◆ **Your assignment**:
When the line containing "let content = serde_yaml::to_string(config)?;" is found in the data below, copy it and each line after it through the line containing "pub type PropsResult<T>", exactly and with no others.

= Beginning of Section =

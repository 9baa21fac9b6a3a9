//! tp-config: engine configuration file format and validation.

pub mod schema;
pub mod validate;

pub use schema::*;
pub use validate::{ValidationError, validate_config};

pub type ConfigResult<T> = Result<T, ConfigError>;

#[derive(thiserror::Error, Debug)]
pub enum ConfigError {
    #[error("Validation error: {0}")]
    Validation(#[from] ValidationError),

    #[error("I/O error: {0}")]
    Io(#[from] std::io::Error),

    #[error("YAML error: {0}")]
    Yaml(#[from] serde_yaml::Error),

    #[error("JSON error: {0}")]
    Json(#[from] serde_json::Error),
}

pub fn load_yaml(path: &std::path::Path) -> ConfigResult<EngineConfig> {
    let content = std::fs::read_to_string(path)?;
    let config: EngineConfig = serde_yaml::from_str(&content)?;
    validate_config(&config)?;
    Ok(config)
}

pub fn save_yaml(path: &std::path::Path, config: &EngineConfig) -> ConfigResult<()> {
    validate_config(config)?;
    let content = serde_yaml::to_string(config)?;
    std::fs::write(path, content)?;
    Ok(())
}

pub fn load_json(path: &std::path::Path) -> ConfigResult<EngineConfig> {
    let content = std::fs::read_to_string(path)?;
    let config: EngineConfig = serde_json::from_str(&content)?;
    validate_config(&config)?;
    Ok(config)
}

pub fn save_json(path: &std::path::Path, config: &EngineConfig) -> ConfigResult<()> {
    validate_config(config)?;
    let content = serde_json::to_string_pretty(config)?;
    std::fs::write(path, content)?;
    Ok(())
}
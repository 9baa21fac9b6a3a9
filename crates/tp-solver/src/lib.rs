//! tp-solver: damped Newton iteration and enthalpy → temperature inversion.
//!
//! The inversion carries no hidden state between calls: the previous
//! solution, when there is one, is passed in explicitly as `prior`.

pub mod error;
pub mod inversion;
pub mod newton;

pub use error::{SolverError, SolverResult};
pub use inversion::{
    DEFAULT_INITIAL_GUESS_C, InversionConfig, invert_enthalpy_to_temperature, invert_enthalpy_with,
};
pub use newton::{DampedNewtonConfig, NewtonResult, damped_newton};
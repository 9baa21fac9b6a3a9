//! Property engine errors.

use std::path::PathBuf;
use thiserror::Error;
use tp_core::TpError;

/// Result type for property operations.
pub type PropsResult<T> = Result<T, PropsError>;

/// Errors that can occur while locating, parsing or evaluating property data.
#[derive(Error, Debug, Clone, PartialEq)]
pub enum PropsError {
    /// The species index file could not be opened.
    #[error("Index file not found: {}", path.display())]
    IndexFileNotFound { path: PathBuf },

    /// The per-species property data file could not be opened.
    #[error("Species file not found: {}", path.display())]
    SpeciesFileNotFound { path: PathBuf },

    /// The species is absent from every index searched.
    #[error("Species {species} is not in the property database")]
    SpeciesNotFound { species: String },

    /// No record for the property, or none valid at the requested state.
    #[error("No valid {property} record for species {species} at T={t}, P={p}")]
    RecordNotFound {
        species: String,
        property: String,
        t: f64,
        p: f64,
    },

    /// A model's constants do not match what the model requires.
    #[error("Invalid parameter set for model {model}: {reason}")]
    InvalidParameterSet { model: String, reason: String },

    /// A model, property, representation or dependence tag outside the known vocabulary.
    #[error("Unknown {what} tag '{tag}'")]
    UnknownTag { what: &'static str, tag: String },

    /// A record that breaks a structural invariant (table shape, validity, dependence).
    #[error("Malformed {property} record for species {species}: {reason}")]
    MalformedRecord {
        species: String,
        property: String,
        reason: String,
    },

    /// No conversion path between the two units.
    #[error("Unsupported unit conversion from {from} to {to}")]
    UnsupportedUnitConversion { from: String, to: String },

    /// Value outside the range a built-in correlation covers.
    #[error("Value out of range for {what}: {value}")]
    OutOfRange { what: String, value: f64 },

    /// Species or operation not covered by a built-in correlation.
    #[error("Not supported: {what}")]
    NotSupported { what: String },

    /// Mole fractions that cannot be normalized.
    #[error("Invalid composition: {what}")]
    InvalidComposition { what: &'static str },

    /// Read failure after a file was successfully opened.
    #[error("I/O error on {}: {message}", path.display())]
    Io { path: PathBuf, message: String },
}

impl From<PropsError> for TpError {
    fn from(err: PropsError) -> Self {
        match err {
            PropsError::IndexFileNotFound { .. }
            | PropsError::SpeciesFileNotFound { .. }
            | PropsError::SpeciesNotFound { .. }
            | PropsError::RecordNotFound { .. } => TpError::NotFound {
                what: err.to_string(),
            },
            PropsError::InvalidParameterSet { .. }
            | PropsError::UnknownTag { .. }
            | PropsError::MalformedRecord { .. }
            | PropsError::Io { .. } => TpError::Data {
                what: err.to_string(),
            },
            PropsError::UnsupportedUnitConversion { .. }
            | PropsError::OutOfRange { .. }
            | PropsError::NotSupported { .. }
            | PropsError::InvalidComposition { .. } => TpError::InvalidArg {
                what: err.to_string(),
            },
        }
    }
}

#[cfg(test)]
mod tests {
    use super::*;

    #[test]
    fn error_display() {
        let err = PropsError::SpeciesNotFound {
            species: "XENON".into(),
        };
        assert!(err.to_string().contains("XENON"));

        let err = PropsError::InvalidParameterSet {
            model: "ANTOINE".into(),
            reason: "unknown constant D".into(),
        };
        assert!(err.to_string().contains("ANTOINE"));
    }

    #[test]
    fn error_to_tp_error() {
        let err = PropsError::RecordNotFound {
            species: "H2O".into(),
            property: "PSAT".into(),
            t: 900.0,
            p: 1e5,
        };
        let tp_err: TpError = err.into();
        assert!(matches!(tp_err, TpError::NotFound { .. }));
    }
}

= End of Section =

◆ **Response to the task**:
    let content = serde_yaml::to_string(config)?;
    std::fs::write(path, content)?;
    Ok(())
}

pub fn load_json(path: &std::path::Path) -> ConfigResult<EngineConfig> {
    let content = std::fs::read_to_string(path)?;
    let config: EngineConfig = serde_json::from_str(&content)?;
    validate_config(&config)?;
    Ok(config)
}

pub fn save_json(path: &std::path::Path, config: &EngineConfig) -> ConfigResult<()> {
    validate_config(config)?;
    let content = serde_json::to_string_pretty(config)?;
    std::fs::write(path, content)?;
    Ok(())
}
repository 9baa21fac9b6a3a9
filename crates/tp-solver/src/lib.rs
//! tp-solver: damped Newton iteration and enthalpy → temperature inversion.
//!
//! The inversion carries no hidden state between calls: the previous
//! solution, when there is one, is passed in explicitly as `prior`.

pub mod error;
pub mod inversion;
pub mod newton;

pub use error::{SolverError, SolverResult};
pub use inversion::{
    DEFAULT_INITIAL_GUESS_C, InversionConfig, invert_enthalpy_to_temperature, invert_enthalpy_with,
};
pub use newton::{DampedNewtonConfig, NewtonResult, damped_newton};
repository 9baa21fac9b6a3a9
//! Property engine errors.

use std::path::PathBuf;
use thiserror::Error;
use tp_core::TpError;

/// Result type for property operations.
pub type PropsResult<T> = Result<T, PropsError>;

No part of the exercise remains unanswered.